At the same time, the UN Office for the Coordination of Humanitarian Affairs (OCHA) warned today that the crisis is
getting worse, based on an inter-agency assessment carried out on Sunday in the most-affected areas.
"Although the overall security situation in the country may have improved over the past couple of days, the humanitarian
crisis is deepening," OCHA's Jens Laerke told reporters in Nairobi.
According to OCHA, people are still on the move in and around Eldoret and Kericho, and several convoys with internally
displaced persons (IDPs) were seen leaving Eldoret yesterday and heading for Nakuru.
The UN Children's Fund (UNICEF) is working with its partners to provide emergency water and sanitation to some 22,000
internally displaced persons in two camps located in Eldoret.
"In both camps, shelter, water and sanitation and protection are the most pressing needs," said UNICEF's Pamela Sittoni.
"People are sleeping in the open and the toilets are inadequate."

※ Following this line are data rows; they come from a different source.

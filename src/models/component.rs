//! Software components (SBOM entries) and SBOM search.

use serde::{Deserialize, Serialize};
use serde_json::{json, Map, Value};

use crate::client::FiniteStateClient;
use crate::error::{FiniteStateError, Result};
use crate::pagination::{self, DEFAULT_PAGE_SIZE};
use crate::traits::List;

/// A component instance found in an asset version.
#[derive(Debug, Clone, Serialize, Deserialize)]
#[serde(rename_all = "camelCase")]
pub struct SoftwareComponent {
    pub id: String,

    #[serde(default)]
    pub name: String,

    #[serde(default)]
    pub version: Option<String>,

    /// Component type, e.g. `LIBRARY` or `OPERATING_SYSTEM`.
    #[serde(rename = "type", default)]
    pub component_type: Option<String>,

    #[serde(default)]
    pub absolute_risk_score: Option<f64>,

    #[serde(default)]
    pub licenses: Vec<License>,

    #[serde(default)]
    pub software_identifiers: Option<SoftwareIdentifiers>,

    #[serde(default)]
    pub hashes: Vec<Hash>,
}

#[derive(Debug, Clone, Serialize, Deserialize)]
#[serde(rename_all = "camelCase")]
pub struct License {
    #[serde(default)]
    pub id: Option<String>,
    #[serde(default)]
    pub name: Option<String>,
    #[serde(default)]
    pub copy_left: Option<String>,
    #[serde(default)]
    pub is_osi_approved: Option<bool>,
    #[serde(default)]
    pub url: Option<String>,
}

#[derive(Debug, Clone, Serialize, Deserialize)]
pub struct SoftwareIdentifiers {
    #[serde(default)]
    pub cpes: Vec<String>,
    #[serde(default)]
    pub purl: Option<String>,
}

#[derive(Debug, Clone, Serialize, Deserialize)]
pub struct Hash {
    pub alg: String,
    pub content: String,
}

/// Filter parameters for listing components.
#[derive(Debug, Clone, Default)]
pub struct ComponentQuery {
    pub asset_version_id: Option<String>,
    /// Restrict to one component type.
    pub component_type: Option<String>,
}

impl List for SoftwareComponent {
    type Query = ComponentQuery;
    const FIELD: &'static str = "allSoftwareComponentInstances";
    const QUERY: &'static str = r#"
query GetSoftwareComponents($filter: SoftwareComponentInstanceFilter, $after: String, $first: Int, $orderBy: [SoftwareComponentInstanceOrderBy!]) {
    allSoftwareComponentInstances(filter: $filter, after: $after, first: $first, orderBy: $orderBy) {
        _cursor
        id
        name
        type
        version
        hashes {
            alg
            content
        }
        licenses {
            id
            name
            copyLeft
            isOsiApproved
            url
        }
        softwareIdentifiers {
            cpes
            purl
        }
        absoluteRiskScore
    }
}
"#;

    fn variables(query: &ComponentQuery) -> Map<String, Value> {
        let mut filter = json!({
            "mergedComponentRefId": null,
            "deletedAt": null,
        });
        if let Some(id) = &query.asset_version_id {
            filter["assetVersionRefId"] = json!(id);
        }
        if let Some(kind) = &query.component_type {
            filter["type_in"] = json!([kind]);
        }

        let mut variables = Map::new();
        variables.insert("filter".into(), filter);
        variables.insert("orderBy".into(), json!(["absoluteRiskScore_DESC"]));
        variables
    }
}

/// How [`search_sbom`] matches names.
#[derive(Debug, Clone, Copy, Default, PartialEq, Eq)]
pub enum SearchMethod {
    #[default]
    Exact,
    Contains,
}

/// An SBOM search.
#[derive(Debug, Clone, Default)]
pub struct SbomSearch {
    /// Component name to look for.
    pub name: String,
    pub version: Option<String>,
    /// Search one asset version instead of the whole organization.
    pub asset_version_id: Option<String>,
    pub method: SearchMethod,
    /// Only applies to exact matches.
    pub case_sensitive: bool,
}

/// A component located by [`search_sbom`].
#[derive(Debug, Clone, Serialize, Deserialize)]
#[serde(rename_all = "camelCase")]
pub struct SbomMatch {
    pub id: String,
    #[serde(default)]
    pub name: String,
    #[serde(default)]
    pub version: Option<String>,
    /// Where the component was found. Present for organization-wide searches.
    #[serde(default)]
    pub asset_version: Option<SbomMatchLocation>,
}

#[derive(Debug, Clone, Serialize, Deserialize)]
pub struct SbomMatchLocation {
    pub id: String,
    #[serde(default)]
    pub name: Option<String>,
    #[serde(default)]
    pub asset: Option<crate::models::common::EntityRef>,
}

const SEARCH_IN_ASSET_VERSION: &str = r#"
query SearchSbom($filter: SoftwareComponentInstanceFilter, $after: String, $first: Int) {
    allSoftwareComponentInstances(filter: $filter, after: $after, first: $first) {
        _cursor
        id
        name
        version
    }
}
"#;

const SEARCH_ORGANIZATION: &str = r#"
query SearchSbom($filter: SoftwareComponentInstanceFilter, $after: String, $first: Int) {
    allSoftwareComponentInstances(filter: $filter, after: $after, first: $first) {
        _cursor
        id
        name
        version
        assetVersion {
            id
            name
            asset {
                id
                name
            }
        }
    }
}
"#;

impl SbomSearch {
    fn filter(&self) -> Value {
        let mut filter = json!({ "mergedComponentRefId": null });
        if let Some(id) = &self.asset_version_id {
            filter["assetVersionRefId"] = json!(id);
        }

        match self.method {
            SearchMethod::Exact if self.case_sensitive => filter["name"] = json!(self.name),
            SearchMethod::Exact => filter["name_like"] = json!(self.name),
            SearchMethod::Contains => filter["name_contains"] = json!(self.name),
        }

        if let Some(version) = &self.version {
            match self.method {
                SearchMethod::Exact => filter["version"] = json!(version),
                SearchMethod::Contains => filter["version_contains"] = json!(version),
            }
        }
        filter
    }
}

/// Search an SBOM for components by name and optional version.
///
/// # Errors
///
/// Returns [`FiniteStateError::Validation`] if `search.name` is empty.
#[tracing::instrument(skip(client))]
pub async fn search_sbom(client: &FiniteStateClient, search: &SbomSearch) -> Result<Vec<SbomMatch>> {
    if search.name.is_empty() {
        return Err(FiniteStateError::validation("component name is required"));
    }

    let query = if search.asset_version_id.is_some() {
        SEARCH_IN_ASSET_VERSION
    } else {
        SEARCH_ORGANIZATION
    };
    let variables = json!({
        "filter": search.filter(),
        "after": null,
        "first": DEFAULT_PAGE_SIZE,
    });

    pagination::paginate(client, query, variables, SoftwareComponent::FIELD, None).await
}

She also highlighted the plight of women and children who are "bearing the brunt of the violence," noting that a number
of children have been separated from their families during the events of recent days, as well as reports of sexual
violence.
Meanwhile, the UN World Food Programme (WFP) said a convoy of trucks carrying supplies for displaced people in the
Northern Rift Valley left Nairobi today, and more of the agency's food left the town of Eldoret for thousands of
desperately hungry people in the western town of Kisumu.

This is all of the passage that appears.